Hadrian‘s Jerusalem

S. Weksler-Bdolah has provided a sweeping and authoritative study of Hadrian’s Jerusalem. Continuously inhabited for over 5000 years, Jerusalem, a city sacred to Jews, Christians and Muslims, has been the subject of intensive archaeological exploration since the 19th c. Although many excavations have been limited in scale due to the need to work around the modern infrastructure, there is general consensus about Jerusalem’s extent and layout throughout most periods of its history but not for Roman Jerusalem. Around the time of the Bar Kokhba revolt (the second Jewish revolt against the Romans) in 132-135/136,1 Hadrian rebuilt Jerusalem as a Roman colony named Aelia Capitolina after himself (Publius Aelius Hadrianus) and Jupiter Capitolinus, who replaced the God of Israel as the city’s new patron deity. A relatively isolated and impoverished mountain town, Jerusalem did not hold the religious significance for the Romans that it had for the Jews and, later, for Christians. Therefore, Aelia Capitolina, from which Jews were banned, was much smaller in size and population than the late Second Temple period (pre-A.D. 70) city that preceded it or the Byzantine Christian city that followed.2 Many of the Roman remains were obliterated as a result of the explosion in population and building activity following Constantine’s legalization of Christianity.

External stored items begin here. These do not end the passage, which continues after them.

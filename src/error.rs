use thiserror::Error;

/// Errors surfaced by graph construction and the distance algebra.
///
/// All of these signal caller-side violations; nothing is retried and no
/// partial result is returned once one is raised.
#[derive(Debug, Clone, PartialEq, Error)]
pub enum Error {
    #[error("unknown layer `{0}`")]
    UnknownLayer(String),

    #[error("unknown node `{0}`")]
    UnknownNode(String),

    #[error("nodes `{from}` and `{to}` are not connected")]
    NotConnected { from: String, to: String },

    #[error("invalid weight {weight} for {subject}")]
    InvalidWeight { subject: String, weight: f64 },

    #[error("duplicate edge `{from}` -> `{to}` in layer `{layer}`")]
    DuplicateEdge {
        from: String,
        to: String,
        layer: String,
    },

    #[error("dimension mismatch: {left} layers vs {right} layers")]
    DimensionMismatch { left: usize, right: usize },

    #[error("layer index {index} out of range for {layers} layers")]
    InvalidLayerIndex { index: usize, layers: usize },
}

pub type Result<T> = std::result::Result<T, Error>;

A paucity of historical sources contributes to the difficulty of understanding Roman Jerusalem. Josephus ends with the fall of Masada in 73/74 and Christian pilgrim accounts begin only in the 4th c. For the 2nd and 3rd c., we are dependent on brief, scattered references by contemporary Roman writers (e.g., Cassius Dio) and snippets of information preserved in Rabbinic literature and Christian sources such as the Chronicon Paschale. Finally, Roman Jerusalem has been relatively neglected by modern scholars, who have been more interested in periods when the city was Israelite, Jewish or Christian.